### WHAT THE TASK REQUIRES
Copy out each line below containing "SignalParams".

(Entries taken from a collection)
◇ ◇ ◇ ◇

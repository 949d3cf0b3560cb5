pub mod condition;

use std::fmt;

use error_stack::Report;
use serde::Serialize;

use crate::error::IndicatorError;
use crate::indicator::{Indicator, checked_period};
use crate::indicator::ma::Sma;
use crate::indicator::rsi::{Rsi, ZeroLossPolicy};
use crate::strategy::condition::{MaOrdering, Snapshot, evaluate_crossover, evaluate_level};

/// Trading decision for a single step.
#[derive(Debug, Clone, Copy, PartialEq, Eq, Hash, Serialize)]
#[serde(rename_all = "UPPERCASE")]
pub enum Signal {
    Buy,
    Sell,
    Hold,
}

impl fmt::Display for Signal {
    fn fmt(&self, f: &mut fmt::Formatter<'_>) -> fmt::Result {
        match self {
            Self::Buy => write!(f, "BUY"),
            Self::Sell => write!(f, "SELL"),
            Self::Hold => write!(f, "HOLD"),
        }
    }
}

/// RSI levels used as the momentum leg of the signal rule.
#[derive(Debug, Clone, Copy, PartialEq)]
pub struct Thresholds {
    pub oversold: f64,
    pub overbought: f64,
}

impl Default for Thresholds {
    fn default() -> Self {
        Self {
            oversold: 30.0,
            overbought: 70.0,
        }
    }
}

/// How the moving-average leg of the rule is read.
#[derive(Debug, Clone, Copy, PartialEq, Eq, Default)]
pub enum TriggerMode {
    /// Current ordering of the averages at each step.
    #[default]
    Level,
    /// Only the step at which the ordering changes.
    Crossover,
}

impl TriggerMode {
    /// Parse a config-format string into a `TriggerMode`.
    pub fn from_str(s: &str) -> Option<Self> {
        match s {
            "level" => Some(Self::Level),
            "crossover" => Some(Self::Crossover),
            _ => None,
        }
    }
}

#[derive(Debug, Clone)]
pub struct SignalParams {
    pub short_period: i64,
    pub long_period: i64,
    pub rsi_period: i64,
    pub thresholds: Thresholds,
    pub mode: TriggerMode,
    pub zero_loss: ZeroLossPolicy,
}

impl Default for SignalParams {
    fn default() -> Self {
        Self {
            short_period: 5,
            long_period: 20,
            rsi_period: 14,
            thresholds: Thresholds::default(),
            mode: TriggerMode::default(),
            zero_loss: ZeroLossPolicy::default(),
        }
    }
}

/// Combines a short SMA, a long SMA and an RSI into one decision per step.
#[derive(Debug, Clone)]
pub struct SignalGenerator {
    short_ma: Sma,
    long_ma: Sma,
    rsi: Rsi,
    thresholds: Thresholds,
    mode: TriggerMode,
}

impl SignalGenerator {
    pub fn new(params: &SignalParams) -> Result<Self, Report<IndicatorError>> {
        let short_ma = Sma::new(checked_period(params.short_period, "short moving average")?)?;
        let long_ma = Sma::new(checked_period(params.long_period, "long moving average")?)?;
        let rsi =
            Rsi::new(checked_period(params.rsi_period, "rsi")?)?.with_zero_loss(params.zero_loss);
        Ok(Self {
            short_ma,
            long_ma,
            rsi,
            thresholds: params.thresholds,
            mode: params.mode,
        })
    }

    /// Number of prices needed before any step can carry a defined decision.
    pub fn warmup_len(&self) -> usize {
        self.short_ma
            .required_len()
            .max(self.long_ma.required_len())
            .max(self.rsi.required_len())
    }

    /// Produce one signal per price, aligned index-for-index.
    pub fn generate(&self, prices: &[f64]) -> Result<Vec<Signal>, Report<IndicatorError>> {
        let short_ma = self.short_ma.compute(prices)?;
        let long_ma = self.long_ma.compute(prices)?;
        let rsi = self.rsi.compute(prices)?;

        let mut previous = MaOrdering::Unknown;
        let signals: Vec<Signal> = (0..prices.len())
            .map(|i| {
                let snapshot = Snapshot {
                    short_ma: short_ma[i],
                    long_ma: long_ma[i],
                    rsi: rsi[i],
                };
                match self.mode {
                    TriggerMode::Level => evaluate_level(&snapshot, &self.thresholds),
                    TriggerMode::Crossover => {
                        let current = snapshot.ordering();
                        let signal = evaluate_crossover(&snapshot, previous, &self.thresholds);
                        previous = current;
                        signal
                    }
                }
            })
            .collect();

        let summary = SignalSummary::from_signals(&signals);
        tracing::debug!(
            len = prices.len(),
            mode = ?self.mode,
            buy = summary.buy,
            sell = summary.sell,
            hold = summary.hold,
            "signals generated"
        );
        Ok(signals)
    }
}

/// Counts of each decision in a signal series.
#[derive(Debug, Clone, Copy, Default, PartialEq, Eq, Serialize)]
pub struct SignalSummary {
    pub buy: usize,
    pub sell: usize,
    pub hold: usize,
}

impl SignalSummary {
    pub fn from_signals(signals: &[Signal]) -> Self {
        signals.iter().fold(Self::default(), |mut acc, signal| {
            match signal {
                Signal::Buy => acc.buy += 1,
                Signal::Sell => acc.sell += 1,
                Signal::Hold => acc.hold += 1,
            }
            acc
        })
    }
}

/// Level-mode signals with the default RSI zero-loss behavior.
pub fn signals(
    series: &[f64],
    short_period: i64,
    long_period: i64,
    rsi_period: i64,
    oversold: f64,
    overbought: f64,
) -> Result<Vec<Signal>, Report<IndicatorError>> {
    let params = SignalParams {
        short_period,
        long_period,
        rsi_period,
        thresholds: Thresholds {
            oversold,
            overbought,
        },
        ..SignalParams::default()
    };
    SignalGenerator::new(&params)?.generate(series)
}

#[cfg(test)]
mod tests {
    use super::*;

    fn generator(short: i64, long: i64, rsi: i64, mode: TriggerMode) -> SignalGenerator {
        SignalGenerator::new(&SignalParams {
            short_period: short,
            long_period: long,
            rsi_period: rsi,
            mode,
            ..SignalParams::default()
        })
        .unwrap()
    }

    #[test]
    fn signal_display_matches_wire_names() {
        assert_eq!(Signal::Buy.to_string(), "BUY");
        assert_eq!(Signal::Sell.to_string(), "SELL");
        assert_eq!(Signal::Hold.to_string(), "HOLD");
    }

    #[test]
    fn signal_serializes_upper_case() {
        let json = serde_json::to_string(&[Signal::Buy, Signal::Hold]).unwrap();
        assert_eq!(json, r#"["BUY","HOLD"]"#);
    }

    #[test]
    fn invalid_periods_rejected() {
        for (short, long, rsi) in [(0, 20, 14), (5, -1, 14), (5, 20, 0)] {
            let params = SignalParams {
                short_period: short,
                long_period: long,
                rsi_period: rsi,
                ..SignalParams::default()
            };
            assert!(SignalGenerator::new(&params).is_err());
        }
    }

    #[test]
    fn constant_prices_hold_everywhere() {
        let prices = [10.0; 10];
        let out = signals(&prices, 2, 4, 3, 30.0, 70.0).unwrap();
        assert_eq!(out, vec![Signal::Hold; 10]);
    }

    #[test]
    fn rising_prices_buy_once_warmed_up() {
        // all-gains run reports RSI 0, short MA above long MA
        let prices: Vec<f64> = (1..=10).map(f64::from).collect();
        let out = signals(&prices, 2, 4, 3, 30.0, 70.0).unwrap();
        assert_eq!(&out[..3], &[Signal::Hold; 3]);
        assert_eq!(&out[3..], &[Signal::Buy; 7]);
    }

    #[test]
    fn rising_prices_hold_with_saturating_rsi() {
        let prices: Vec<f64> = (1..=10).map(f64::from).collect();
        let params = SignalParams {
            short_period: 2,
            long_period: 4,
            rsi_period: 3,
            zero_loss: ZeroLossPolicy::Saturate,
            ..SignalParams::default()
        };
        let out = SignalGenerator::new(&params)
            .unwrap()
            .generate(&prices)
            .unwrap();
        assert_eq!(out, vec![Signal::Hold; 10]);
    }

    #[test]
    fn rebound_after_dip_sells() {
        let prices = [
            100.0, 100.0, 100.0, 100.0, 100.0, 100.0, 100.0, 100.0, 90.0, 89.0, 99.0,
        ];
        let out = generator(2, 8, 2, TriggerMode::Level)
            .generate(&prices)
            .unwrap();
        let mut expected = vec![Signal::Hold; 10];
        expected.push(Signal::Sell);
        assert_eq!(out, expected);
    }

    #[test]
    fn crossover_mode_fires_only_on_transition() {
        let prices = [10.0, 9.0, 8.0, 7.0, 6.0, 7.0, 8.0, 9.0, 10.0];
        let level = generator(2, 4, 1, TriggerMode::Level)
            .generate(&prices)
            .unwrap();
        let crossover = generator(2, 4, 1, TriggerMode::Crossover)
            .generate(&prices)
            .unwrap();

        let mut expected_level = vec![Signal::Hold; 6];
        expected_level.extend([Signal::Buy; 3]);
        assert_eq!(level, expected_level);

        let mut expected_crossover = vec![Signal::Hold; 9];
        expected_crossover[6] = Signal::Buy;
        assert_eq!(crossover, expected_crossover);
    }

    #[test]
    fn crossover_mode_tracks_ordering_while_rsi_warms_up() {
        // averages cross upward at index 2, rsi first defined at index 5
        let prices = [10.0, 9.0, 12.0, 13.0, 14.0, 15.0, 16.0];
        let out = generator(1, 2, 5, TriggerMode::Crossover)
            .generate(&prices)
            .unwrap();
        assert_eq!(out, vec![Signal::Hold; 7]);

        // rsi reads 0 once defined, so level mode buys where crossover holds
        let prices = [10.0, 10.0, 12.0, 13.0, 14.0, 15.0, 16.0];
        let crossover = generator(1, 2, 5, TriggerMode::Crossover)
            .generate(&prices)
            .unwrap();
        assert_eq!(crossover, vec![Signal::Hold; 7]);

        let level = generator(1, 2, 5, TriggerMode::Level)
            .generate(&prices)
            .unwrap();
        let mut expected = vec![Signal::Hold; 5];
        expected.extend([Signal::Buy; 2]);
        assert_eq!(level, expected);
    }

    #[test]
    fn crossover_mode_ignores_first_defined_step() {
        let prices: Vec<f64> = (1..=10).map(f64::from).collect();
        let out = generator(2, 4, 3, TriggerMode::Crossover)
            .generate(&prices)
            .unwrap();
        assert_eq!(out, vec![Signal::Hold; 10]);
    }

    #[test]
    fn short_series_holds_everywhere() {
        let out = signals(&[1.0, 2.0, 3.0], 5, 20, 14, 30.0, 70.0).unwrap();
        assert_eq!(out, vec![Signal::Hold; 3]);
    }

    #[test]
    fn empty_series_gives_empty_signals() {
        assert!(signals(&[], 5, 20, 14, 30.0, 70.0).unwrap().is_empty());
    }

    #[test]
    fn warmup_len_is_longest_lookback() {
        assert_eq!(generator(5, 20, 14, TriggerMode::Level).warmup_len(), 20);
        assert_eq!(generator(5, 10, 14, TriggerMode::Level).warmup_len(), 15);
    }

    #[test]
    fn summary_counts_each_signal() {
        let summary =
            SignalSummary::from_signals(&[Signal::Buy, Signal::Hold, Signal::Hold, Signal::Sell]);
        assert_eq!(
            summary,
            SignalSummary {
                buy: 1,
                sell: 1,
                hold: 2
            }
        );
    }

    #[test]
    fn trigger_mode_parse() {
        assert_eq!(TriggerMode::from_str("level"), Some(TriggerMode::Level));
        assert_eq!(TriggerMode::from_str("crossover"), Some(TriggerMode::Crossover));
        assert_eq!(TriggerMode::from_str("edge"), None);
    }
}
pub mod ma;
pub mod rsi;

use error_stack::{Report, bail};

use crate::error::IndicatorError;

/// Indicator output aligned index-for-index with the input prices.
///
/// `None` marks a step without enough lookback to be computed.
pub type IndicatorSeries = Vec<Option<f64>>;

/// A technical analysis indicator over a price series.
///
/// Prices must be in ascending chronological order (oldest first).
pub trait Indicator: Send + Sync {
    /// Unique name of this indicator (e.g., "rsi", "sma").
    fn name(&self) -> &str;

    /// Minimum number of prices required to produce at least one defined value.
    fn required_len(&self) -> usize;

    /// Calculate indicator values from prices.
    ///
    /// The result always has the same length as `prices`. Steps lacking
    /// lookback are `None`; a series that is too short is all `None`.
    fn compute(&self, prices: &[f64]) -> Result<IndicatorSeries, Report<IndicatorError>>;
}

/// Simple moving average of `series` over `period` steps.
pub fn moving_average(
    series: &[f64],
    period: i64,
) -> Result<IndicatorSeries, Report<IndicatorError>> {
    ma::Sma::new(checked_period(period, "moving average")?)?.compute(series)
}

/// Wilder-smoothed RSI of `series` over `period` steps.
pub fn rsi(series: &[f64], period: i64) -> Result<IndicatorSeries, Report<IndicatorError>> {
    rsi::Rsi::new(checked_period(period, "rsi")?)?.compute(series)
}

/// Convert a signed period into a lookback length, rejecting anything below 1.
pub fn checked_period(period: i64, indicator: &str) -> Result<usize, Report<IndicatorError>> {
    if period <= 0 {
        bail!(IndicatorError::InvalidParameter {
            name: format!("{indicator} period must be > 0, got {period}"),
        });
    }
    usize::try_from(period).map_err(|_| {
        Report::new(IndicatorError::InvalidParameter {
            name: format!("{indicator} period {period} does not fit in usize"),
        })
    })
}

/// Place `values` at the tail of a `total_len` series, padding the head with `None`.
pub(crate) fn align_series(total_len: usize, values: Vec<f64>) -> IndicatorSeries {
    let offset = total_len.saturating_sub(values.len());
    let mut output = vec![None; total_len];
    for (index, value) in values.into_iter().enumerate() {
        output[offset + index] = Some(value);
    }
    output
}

◇ ◇ ◇ ◇

### TASK RESPONSE
pub struct SignalParams {
impl Default for SignalParams {
    pub fn new(params: &SignalParams) -> Result<Self, Report<IndicatorError>> {
    let params = SignalParams {
        ..SignalParams::default()
        SignalGenerator::new(&SignalParams {
            ..SignalParams::default()
            let params = SignalParams {
                ..SignalParams::default()
        let params = SignalParams {
            ..SignalParams::default()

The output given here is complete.